What to do | Look through the data that follows and copy each line with the string "variables".

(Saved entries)
%%

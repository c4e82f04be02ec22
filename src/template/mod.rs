// ABOUTME: Template engine module for {{ ... }} placeholder documents
// ABOUTME: Provides scanning, expression evaluation, directive pipelines and block rendering

pub(crate) mod blocks;
pub mod diagnostics;
pub mod directives;
pub mod engine;
pub mod error;
pub mod expression;
pub mod format;
pub mod model;
pub mod path;
pub mod pipeline;
pub mod scanner;
pub mod scope;
pub mod source;
pub mod value;

pub use diagnostics::{Diagnostic, DiagnosticKind};
pub use engine::{ForceReplace, RenderResources, TemplateEngine};
pub use error::{Result, TemplateError};
pub use format::{DefaultFormatter, Formatter};
pub use model::Model;
pub use pipeline::DirectiveRegistry;
pub use scope::Scope;
pub use source::{FileSystemSource, TemplateSource};
pub use value::Value;
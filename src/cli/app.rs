// ABOUTME: Main application orchestration for the stencil CLI
// ABOUTME: Coordinates between CLI arguments, configuration, and command execution

use anyhow::Result;
use tracing::{debug, info};
use tracing_subscriber::EnvFilter;

use super::commands::{self, RenderRequest};
use super::{Args, Commands, Config};

pub struct App {
    config: Config,
}

impl App {
    /// Create a new application instance
    pub fn new(config: Config) -> Self {
        Self { config }
    }

    pub fn config(&self) -> &Config {
        &self.config
    }

    /// Initialize logging based on configuration. Logs go to stderr so
    /// rendered documents can be piped from stdout.
    pub fn init_logging(&self, verbose: bool, no_color: bool) -> Result<()> {
        let log_level = if verbose {
            "debug"
        } else {
            &self.config.logging.level
        };

        let env_filter =
            EnvFilter::try_from_default_env().unwrap_or_else(|_| EnvFilter::new(log_level));

        match self.config.logging.format.as_str() {
            "compact" => {
                tracing_subscriber::fmt()
                    .compact()
                    .with_env_filter(env_filter)
                    .with_ansi(!no_color)
                    .with_target(false)
                    .with_writer(std::io::stderr)
                    .init();
            }
            _ => {
                tracing_subscriber::fmt()
                    .with_env_filter(env_filter)
                    .with_ansi(!no_color)
                    .with_target(false)
                    .with_writer(std::io::stderr)
                    .init();
            }
        }

        debug!("Logging initialized with level: {}", log_level);
        Ok(())
    }

    /// Run the application with parsed arguments
    pub async fn run(&mut self, args: Args) -> Result<()> {
        self.init_logging(args.verbose, args.no_color)?;

        info!("Starting stencil v{}", env!("CARGO_PKG_VERSION"));
        debug!("Configuration loaded from: {:?}", args.config);

        match args.command {
            Commands::Render {
                templates,
                vars,
                data,
                output,
                force_replace,
                arg_separator,
                root,
                keep_globals,
            } => {
                let variables = Args::parse_variables(&vars)?;
                self.config.merge_variables(variables);
                if force_replace.is_some() {
                    self.config.force_replace = force_replace;
                }
                if let Some(separator) = arg_separator {
                    self.config.arg_separator = separator;
                }
                if root.is_some() {
                    self.config.template_root = root;
                }

                let request = RenderRequest {
                    templates,
                    data,
                    output,
                    keep_globals,
                };
                commands::render_templates(request, &self.config).await
            }

            Commands::Check { template, root } => {
                if root.is_some() {
                    self.config.template_root = root;
                }
                commands::check_template(template, &self.config).await
            }
        }
    }

    /// Create application from command line arguments
    pub async fn from_args(args: &Args) -> Result<Self> {
        let config = Config::load(args.config.clone())?;
        Ok(Self::new(config))
    }
}
// ABOUTME: Placeholder scanner that finds {{ ... }} spans and classifies them
// ABOUTME: Matches IF/FOR blocks to their closing tags with a depth counter

pub const OPEN: &str = "{{";
pub const CLOSE: &str = "}}";

/// WYSIWYG editors sometimes emit this entity in place of a plain space
const NBSP_ENTITY: &str = "&nbsp;";

#[derive(Debug, Clone, Copy, PartialEq, Eq)]
pub enum DirectiveKind {
    Conditional,
    Loop,
    Assignment,
    Import,
    Pipeline,
}

#[derive(Debug, Clone, Copy, PartialEq, Eq)]
pub enum Keyword {
    If,
    ElseIf,
    Else,
    EndIf,
    For,
    ElseFor,
    EndFor,
    Set,
    Import,
}

/// A single `{{ ... }}` tag
#[derive(Debug, Clone, PartialEq)]
pub struct Tag {
    pub start: usize,
    pub end: usize,
    /// Normalized, trimmed text between the delimiters
    pub inner: String,
    pub keyword: Option<Keyword>,
    /// Text following the keyword (condition, loop header, assignment...)
    pub argument: String,
}

/// A classified placeholder. Block placeholders span their whole block.
#[derive(Debug, Clone, PartialEq)]
pub struct Placeholder {
    pub start: usize,
    pub end: usize,
    /// Raw source text of the span, used as the substitution key
    pub text: String,
    pub kind: DirectiveKind,
    /// Trimmed directive; for IF/FOR blocks the full normalized block text
    pub directive: String,
    /// An IF/FOR opener whose closing tag was never found
    pub unterminated: bool,
}

/// Check if a string contains anything that looks like a placeholder
pub fn has_placeholders(text: &str) -> bool {
    text.find(OPEN)
        .map(|start| text[start + OPEN.len()..].contains(CLOSE))
        .unwrap_or(false)
}

/// Collect every well-formed tag in order. An opening delimiter without a
/// closing one is skipped.
pub fn tags(text: &str) -> Vec<Tag> {
    let mut found = Vec::new();
    let mut offset = 0;

    while let Some(relative) = text[offset..].find(OPEN) {
        let start = offset + relative;
        let inner_start = start + OPEN.len();
        match text[inner_start..].find(CLOSE) {
            Some(relative_close) => {
                let inner_end = inner_start + relative_close;
                let end = inner_end + CLOSE.len();
                found.push(classify_tag(start, end, &text[inner_start..inner_end]));
                offset = end;
            }
            None => offset = inner_start,
        }
    }

    found
}

/// Scan a template into classified placeholders
pub fn scan(text: &str) -> Vec<Placeholder> {
    let tags = tags(text);
    let mut placeholders = Vec::new();
    let mut index = 0;

    while index < tags.len() {
        let tag = &tags[index];
        let block = match tag.keyword {
            Some(Keyword::If) => Some((DirectiveKind::Conditional, Keyword::If, Keyword::EndIf)),
            Some(Keyword::For) => Some((DirectiveKind::Loop, Keyword::For, Keyword::EndFor)),
            _ => None,
        };

        if let Some((kind, opener, closer)) = block {
            if let Some(close_index) = find_closing(&tags, index, opener, closer) {
                let end = tags[close_index].end;
                placeholders.push(Placeholder {
                    start: tag.start,
                    end,
                    text: text[tag.start..end].to_string(),
                    kind,
                    directive: normalize(&text[tag.start..end]).trim().to_string(),
                    unterminated: false,
                });
                index = close_index + 1;
                continue;
            }
        }

        let kind = match tag.keyword {
            Some(Keyword::If) => DirectiveKind::Conditional,
            Some(Keyword::For) => DirectiveKind::Loop,
            Some(Keyword::Set) => DirectiveKind::Assignment,
            Some(Keyword::Import) => DirectiveKind::Import,
            _ => DirectiveKind::Pipeline,
        };
        placeholders.push(Placeholder {
            start: tag.start,
            end: tag.end,
            text: text[tag.start..tag.end].to_string(),
            kind,
            directive: tag.inner.clone(),
            unterminated: block.is_some(),
        });
        index += 1;
    }

    placeholders
}

/// Index of the tag closing the block opened at `from`, counting nested
/// blocks of the same kind
pub fn find_closing(tags: &[Tag], from: usize, opener: Keyword, closer: Keyword) -> Option<usize> {
    let mut depth = 0usize;
    for (index, tag) in tags.iter().enumerate().skip(from) {
        if tag.keyword == Some(opener) {
            depth += 1;
        } else if tag.keyword == Some(closer) {
            depth = depth.saturating_sub(1);
            if depth == 0 {
                return Some(index);
            }
        }
    }
    None
}

fn normalize(text: &str) -> String {
    text.replace(NBSP_ENTITY, " ")
}

fn classify_tag(start: usize, end: usize, raw_inner: &str) -> Tag {
    let inner = normalize(raw_inner)
        .trim_matches(|c: char| c.is_whitespace() || c == '{' || c == '}')
        .to_string();
    let (keyword, argument) = match parse_keyword(&inner) {
        Some((keyword, argument)) => (Some(keyword), argument.to_string()),
        None => (None, String::new()),
    };
    Tag {
        start,
        end,
        inner,
        keyword,
        argument,
    }
}

fn parse_keyword(inner: &str) -> Option<(Keyword, &str)> {
    if let Some(rest) = strip_word(inner, "elseif") {
        return Some((Keyword::ElseIf, rest));
    }
    if let Some(rest) = strip_word(inner, "else") {
        // "else if x" reads as "elseif x"
        if let Some(condition) = strip_word(rest, "if") {
            if !condition.is_empty() {
                return Some((Keyword::ElseIf, condition));
            }
        }
        return rest.is_empty().then_some((Keyword::Else, rest));
    }

    const BARE: [(&str, Keyword); 3] = [
        ("endif", Keyword::EndIf),
        ("elsefor", Keyword::ElseFor),
        ("endfor", Keyword::EndFor),
    ];
    for (word, keyword) in BARE {
        if let Some(rest) = strip_word(inner, word) {
            return rest.is_empty().then_some((keyword, rest));
        }
    }

    const WITH_ARGUMENT: [(&str, Keyword); 4] = [
        ("if", Keyword::If),
        ("for", Keyword::For),
        ("set", Keyword::Set),
        ("import", Keyword::Import),
    ];
    for (word, keyword) in WITH_ARGUMENT {
        if let Some(rest) = strip_word(inner, word) {
            return (!rest.is_empty()).then_some((keyword, rest));
        }
    }

    None
}

/// Strip a case-insensitive leading word that is followed by whitespace or
/// the end of the text, returning the trimmed remainder
fn strip_word<'a>(text: &'a str, word: &str) -> Option<&'a str> {
    let head = text.get(..word.len())?;
    if !head.eq_ignore_ascii_case(word) {
        return None;
    }
    let rest = &text[word.len()..];
    match rest.chars().next() {
        None => Some(""),
        Some(c) if c.is_whitespace() => Some(rest.trim()),
        Some(_) => None,
    }
}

%%

Reply |
                let variables = Args::parse_variables(&vars)?;
                self.config.merge_variables(variables);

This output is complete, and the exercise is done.